# Nintendo 3DS Friend Card Template



## Dead End (Mar 31, 2011)

I Made this Card Last Night And figured I should Post this...

Its Based off the 3DS's Friends List Menu...

Completely Scratch except for the Mii...
The Airplane for Pilotwings took a While but I got it to work...

*Here's the Link:*
http://dl.dropbox.com/u/20069884/3DSFriendCardpsd50.psd

I'd love to see people Use this.. Even add their own style to it.. 
Like different color background instead of the Default Peach Color...

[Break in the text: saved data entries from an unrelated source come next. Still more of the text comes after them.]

// Operator precedence parsing. Each level left-associates and hands down
// to the next-tighter one, weakest first: || && | ^ & == != relational
// shift additive multiplicative unary postfix.

use super::Parser;
use crate::ParseError;
use asthra_ast::*;
use asthra_lexer::Token;

impl<'a> Parser<'a> {
    pub(crate) fn parse_expression(&mut self) -> Result<Expr, ParseError> {
        self.parse_logical_or()
    }

    /// Parse an expression with struct literals disabled at the top level,
    /// for positions followed by a `{` body (if conditions, match
    /// scrutinees, for iterables). Parenthesized subexpressions restore
    /// the permission.
    pub(crate) fn parse_restricted_expr(&mut self) -> Result<Expr, ParseError> {
        let saved = self.struct_literal_allowed;
        self.struct_literal_allowed = false;
        let result = self.parse_expression();
        self.struct_literal_allowed = saved;
        result
    }

    fn binary(&mut self, op: BinaryOp, left: Expr, right: Expr) -> Expr {
        let span = left.span.start..right.span.end;
        self.mk_expr(
            span,
            ExprKind::Binary {
                op,
                left: Box::new(left),
                right: Box::new(right),
            },
        )
    }

    fn parse_logical_or(&mut self) -> Result<Expr, ParseError> {
        let mut expr = self.parse_logical_and()?;
        while self.match_token(&Token::OrOr) {
            let right = self.parse_logical_and()?;
            expr = self.binary(BinaryOp::Or, expr, right);
        }
        Ok(expr)
    }

    fn parse_logical_and(&mut self) -> Result<Expr, ParseError> {
        let mut expr = self.parse_bit_or()?;
        while self.match_token(&Token::AndAnd) {
            let right = self.parse_bit_or()?;
            expr = self.binary(BinaryOp::And, expr, right);
        }
        Ok(expr)
    }

    fn parse_bit_or(&mut self) -> Result<Expr, ParseError> {
        let mut expr = self.parse_bit_xor()?;
        while self.match_token(&Token::Pipe) {
            let right = self.parse_bit_xor()?;
            expr = self.binary(BinaryOp::BitOr, expr, right);
        }
        Ok(expr)
    }

    fn parse_bit_xor(&mut self) -> Result<Expr, ParseError> {
        let mut expr = self.parse_bit_and()?;
        while self.match_token(&Token::Caret) {
            let right = self.parse_bit_and()?;
            expr = self.binary(BinaryOp::BitXor, expr, right);
        }
        Ok(expr)
    }

    fn parse_bit_and(&mut self) -> Result<Expr, ParseError> {
        let mut expr = self.parse_equality()?;
        while self.match_token(&Token::Ampersand) {
            let right = self.parse_equality()?;
            expr = self.binary(BinaryOp::BitAnd, expr, right);
        }
        Ok(expr)
    }

    fn parse_equality(&mut self) -> Result<Expr, ParseError> {
        let mut expr = self.parse_relational()?;
        while self.match_tokens(&[Token::EqEq, Token::NotEq]) {
            let op = match self.previous() {
                Token::EqEq => BinaryOp::Eq,
                _ => BinaryOp::NotEq,
            };
            let right = self.parse_relational()?;
            expr = self.binary(op, expr, right);
        }
        Ok(expr)
    }

    fn parse_relational(&mut self) -> Result<Expr, ParseError> {
        let mut expr = self.parse_shift()?;
        while self.match_tokens(&[Token::Lt, Token::LtEq, Token::Gt, Token::GtEq]) {
            let op = match self.previous() {
                Token::Lt => BinaryOp::Lt,
                Token::LtEq => BinaryOp::LtEq,
                Token::Gt => BinaryOp::Gt,
                _ => BinaryOp::GtEq,
            };
            let right = self.parse_shift()?;
            expr = self.binary(op, expr, right);
        }
        Ok(expr)
    }

    fn parse_shift(&mut self) -> Result<Expr, ParseError> {
        let mut expr = self.parse_additive()?;
        while self.match_tokens(&[Token::LShift, Token::RShift]) {
            let op = match self.previous() {
                Token::LShift => BinaryOp::Shl,
                _ => BinaryOp::Shr,
            };
            let right = self.parse_additive()?;
            expr = self.binary(op, expr, right);
        }
        Ok(expr)
    }

    fn parse_additive(&mut self) -> Result<Expr, ParseError> {
        let mut expr = self.parse_multiplicative()?;
        while self.match_tokens(&[Token::Plus, Token::Minus]) {
            let op = match self.previous() {
                Token::Plus => BinaryOp::Add,
                _ => BinaryOp::Sub,
            };
            let right = self.parse_multiplicative()?;
            expr = self.binary(op, expr, right);
        }
        Ok(expr)
    }

    fn parse_multiplicative(&mut self) -> Result<Expr, ParseError> {
        let mut expr = self.parse_unary()?;
        while self.match_tokens(&[Token::Star, Token::Slash, Token::Percent]) {
            let op = match self.previous() {
                Token::Star => BinaryOp::Mul,
                Token::Slash => BinaryOp::Div,
                _ => BinaryOp::Mod,
            };
            let right = self.parse_unary()?;
            expr = self.binary(op, expr, right);
        }
        Ok(expr)
    }

    pub(crate) fn parse_unary(&mut self) -> Result<Expr, ParseError> {
        let start = self.current_start();

        // await handle
        if self.match_token(&Token::Await) {
            let operand = self.parse_unary()?;
            let span = start..operand.span.end;
            return Ok(self.mk_expr(span, ExprKind::Await(Box::new(operand))));
        }

        let op = if self.match_token(&Token::Minus) {
            Some(UnaryOp::Neg)
        } else if self.match_token(&Token::Not) {
            Some(UnaryOp::Not)
        } else if self.match_token(&Token::Tilde) {
            Some(UnaryOp::BitNot)
        } else if self.match_token(&Token::Ampersand) {
            Some(UnaryOp::AddrOf)
        } else if self.match_token(&Token::Star) {
            Some(UnaryOp::Deref)
        } else {
            None
        };

        if let Some(op) = op {
            let operand = self.parse_unary()?;
            let span = start..operand.span.end;
            return Ok(self.mk_expr(
                span,
                ExprKind::Unary {
                    op,
                    operand: Box::new(operand),
                },
            ));
        }

        self.parse_postfix()
    }
}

(f this is in the wrong spot lemme know...)


----------



## Shockwind (Mar 31, 2011)

Wow, that's pretty cool. 
	

	
	
		
		

		
			





 I wish I had a 3DS so that I can add you. 
	

	
	
		
		

		
		
	


	



And BTW, I don't think you're on the wrong spot.


----------



## Cloak519 (Mar 31, 2011)

Nice work on the card. Looks good.


----------



## Nollog (Mar 31, 2011)

Much obliged.
Can you upload the fonts you used too, I don't have some of them.
Or point me to where you got them.


----------



## Gullwing (Mar 31, 2011)

It's awesome! I'll go and search for some games/ software images from the 3DS menu to add to my card


----------



## gerben838665 (Mar 31, 2011)

it's nice i am going to make one for my self but first need to download photoshop


----------



## Dead End (Mar 31, 2011)

Oh yea I forgot about Fonts..
Their Actually my Favorite Fonts...

Here's the two..
Futura Md BT
Futura Bk BT


----------



## Raynar (Mar 31, 2011)

Very Interesting thanks for this Ill mess around with creating it for me XD


----------



## ShadowLink92 (Apr 1, 2011)

I need help with this


----------



## Dead End (Apr 1, 2011)

With What??


----------



## ShadowLink92 (Apr 1, 2011)

The whole thing...I got the font installed but I don't know what to use for the Mii and Favorite Title


----------



## Dead End (Apr 1, 2011)

Well your Mii is your Mii from your 3DS.. Just export them to the SD Card...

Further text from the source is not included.